General structural aspects of Kell protein and comparison with NEP

The ectodomains of human Kell and NEP share about a 30% amino acid identity including 10 conserved cysteine residues and several motifs present in all zinc endopeptidases, indicating a functional relation and a common structural fold.36  A Ramachandran plot of the modeled Kell based on the structure of NEP indicates that 88.1% of the Kell amino acid residues are in the most favored regions, 10.5% in additional allowed regions, 0.9% in generously allowed regions, and only 0.5% (3 amino acid residues) in disallowed regions. A superimposed model of Kell on the structure of NEP is shown in Figure 1A.

Figure 1.

Models of the ectodomain of the Kell blood group protein. (A) Superimposed backbone models of NEP in blue and Kell in red. (B) Ribbon plot model of the ectodomain of the Kell blood group protein. The amino terminus (n) and the carboxy terminus (c) of the ectodomain are shown.

Figure 1.

Models of the ectodomain of the Kell blood group protein. (A) Superimposed backbone models of NEP in blue and Kell in red. (B) Ribbon plot model of the ectodomain of the Kell blood group protein. The amino terminus (n) and the carboxy terminus (c) of the ectodomain are shown.

Close modal

Kell and NEP have the same general shape consisting of 2 globular domains consisting largely of α-helical structures. One of the domains, in which both N- and C-termini reside, contains the motifs that by homology with the M13 family and with bacterial thermolysin are essential for catalytic and hydrolytic activity and also contains 4 of the 5 disulfide bonds that are conserved in the other mammalian M13 family members. Because this domain contains the N-terminus of the ectodomain, it is contiguous with the single membrane-spanning region and should be situated directly above the membrane. The other domain sits above, is more exposed to the extracellular space, and appears as a cap that may restrict the entry of large molecules into a spherical cavity that houses the substrate and enzyme-active sites (Figure 1B).

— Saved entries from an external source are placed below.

//! Debate positions and per-exchange context.

use serde::{Deserialize, Serialize};

/// Side taken on a debate topic.
#[derive(Debug, Clone, Copy, PartialEq, Eq, Hash, Serialize, Deserialize)]
#[serde(rename_all = "snake_case")]
pub enum DebatePosition {
    /// Argues for the topic.
    Pro,
    /// Argues against the topic.
    Con,
}

impl DebatePosition {
    /// Returns the opposing side.
    pub fn opposite(&self) -> Self {
        match self {
            Self::Pro => Self::Con,
            Self::Con => Self::Pro,
        }
    }

    /// Returns the lowercase identifier used in prompts.
    pub fn as_str(&self) -> &'static str {
        match self {
            Self::Pro => "pro",
            Self::Con => "con",
        }
    }

    /// Returns the Lithuanian side label shown to students.
    pub fn side_label(&self) -> &'static str {
        match self {
            Self::Pro => "Už",
            Self::Con => "Prieš",
        }
    }

    /// Returns the stance verb used in opening prompts.
    pub fn stance_verb(&self) -> &'static str {
        match self {
            Self::Pro => "Support",
            Self::Con => "Oppose",
        }
    }

    /// Returns the full stance instruction used in rebuttal prompts.
    pub fn stance_instruction(&self) -> &'static str {
        match self {
            Self::Pro => "Support the topic",
            Self::Con => "Oppose the topic",
        }
    }
}

impl std::fmt::Display for DebatePosition {
    fn fmt(&self, f: &mut std::fmt::Formatter<'_>) -> std::fmt::Result {
        write!(f, "{}", self.as_str())
    }
}

impl std::str::FromStr for DebatePosition {
    type Err = String;

    fn from_str(s: &str) -> Result<Self, Self::Err> {
        match s.to_lowercase().as_str() {
            "pro" | "for" | "uz" | "už" => Ok(DebatePosition::Pro),
            "con" | "against" | "pries" | "prieš" => Ok(DebatePosition::Con),
            other => Err(format!("Unknown position: {}", other)),
        }
    }
}

/// Everything the sparring partner needs to know for one exchange.
///
/// The partner always argues the side opposite to the student, so
/// contexts are normally built with [`DebateContext::for_user`] rather
/// than assembled by hand.
#[derive(Debug, Clone, Serialize, Deserialize)]
pub struct DebateContext {
    /// Topic under debate.
    pub topic: String,
    /// Side argued by the sparring partner.
    pub position: DebatePosition,
    /// Current round number, starting at 1.
    pub round: u32,
    /// Prior transcript text, oldest first.
    pub previous_arguments: Vec<String>,
    /// Side argued by the student.
    pub user_position: DebatePosition,
}

impl DebateContext {
    /// Builds a context for the partner opposing the given student side.
    pub fn for_user(topic: impl Into<String>, user_position: DebatePosition, round: u32) -> Self {
        Self {
            topic: topic.into(),
            position: user_position.opposite(),
            round,
            previous_arguments: Vec::new(),
            user_position,
        }
    }

    /// Attaches the transcript of earlier exchanges.
    pub fn with_previous_arguments(mut self, previous_arguments: Vec<String>) -> Self {
        self.previous_arguments = previous_arguments;
        self
    }
}

#[cfg(test)]
mod tests {
    use super::*;
    use std::str::FromStr;

    #[test]
    fn test_opposite_is_involution() {
        assert_eq!(DebatePosition::Pro.opposite(), DebatePosition::Con);
        assert_eq!(DebatePosition::Con.opposite(), DebatePosition::Pro);
        assert_eq!(DebatePosition::Pro.opposite().opposite(), DebatePosition::Pro);
    }

    #[test]
    fn test_for_user_derives_opposing_side() {
        let context = DebateContext::for_user("Mokesčiai", DebatePosition::Pro, 2);

        assert_eq!(context.user_position, DebatePosition::Pro);
        assert_eq!(context.position, DebatePosition::Con);
        assert_eq!(context.round, 2);
        assert!(context.previous_arguments.is_empty());
    }

    #[test]
    fn test_with_previous_arguments() {
        let context = DebateContext::for_user("Tema", DebatePosition::Con, 3)
            .with_previous_arguments(vec!["first".to_string(), "second".to_string()]);

        assert_eq!(context.previous_arguments.len(), 2);
        assert_eq!(context.previous_arguments[0], "first");
    }

    #[test]
    fn test_position_labels() {
        assert_eq!(DebatePosition::Pro.side_label(), "Už");
        assert_eq!(DebatePosition::Con.side_label(), "Prieš");
        assert_eq!(DebatePosition::Pro.stance_instruction(), "Support the topic");
        assert_eq!(DebatePosition::Con.stance_verb(), "Oppose");
    }

    #[test]
    fn test_position_from_str() {
        assert_eq!(
            DebatePosition::from_str("PRO").expect("valid"),
            DebatePosition::Pro
        );
        assert_eq!(
            DebatePosition::from_str("prieš").expect("valid alias"),
            DebatePosition::Con
        );
        assert!(DebatePosition::from_str("neutral").is_err());
    }
}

Structural positions of nonconserved cysteine residues

The ectodomain of Kell contains 15 cysteine residues, 10 of which are conserved in other mammalian M13 members.1,2,36  Our model was built with the 10 conserved cysteine residues forming disulfide bonds. The 5 Kell nonconserved cysteines are in amino acid positions 72, 319, 511, 596, and 599. Cys72 is predicted to be 5 amino acid residues past the transmembrane region into the ectodomain. The corresponding location in the ectodomain of NEP was not included in the crystal structure of NEP and, thus, Kell Cys72 was not modeled and is not shown in Figure 1. In human erythroid tissues, Kell Cys72 is linked by a disulfide bond to another protein, XK, a 10-membrane spanning protein.37 

Our model predicts that cysteine residues 319 and 511 are far apart, cannot form disulfide linkage, and therefore are likely to have free sulfhydryl groups, which are positioned within the outer domain. In wild-type Kell, cysteine residues 596 and 599 are separated by leucine and alanine, and in terms of energy and distance from each other it appears that Cys596 and Cys599 can form a disulfide bond.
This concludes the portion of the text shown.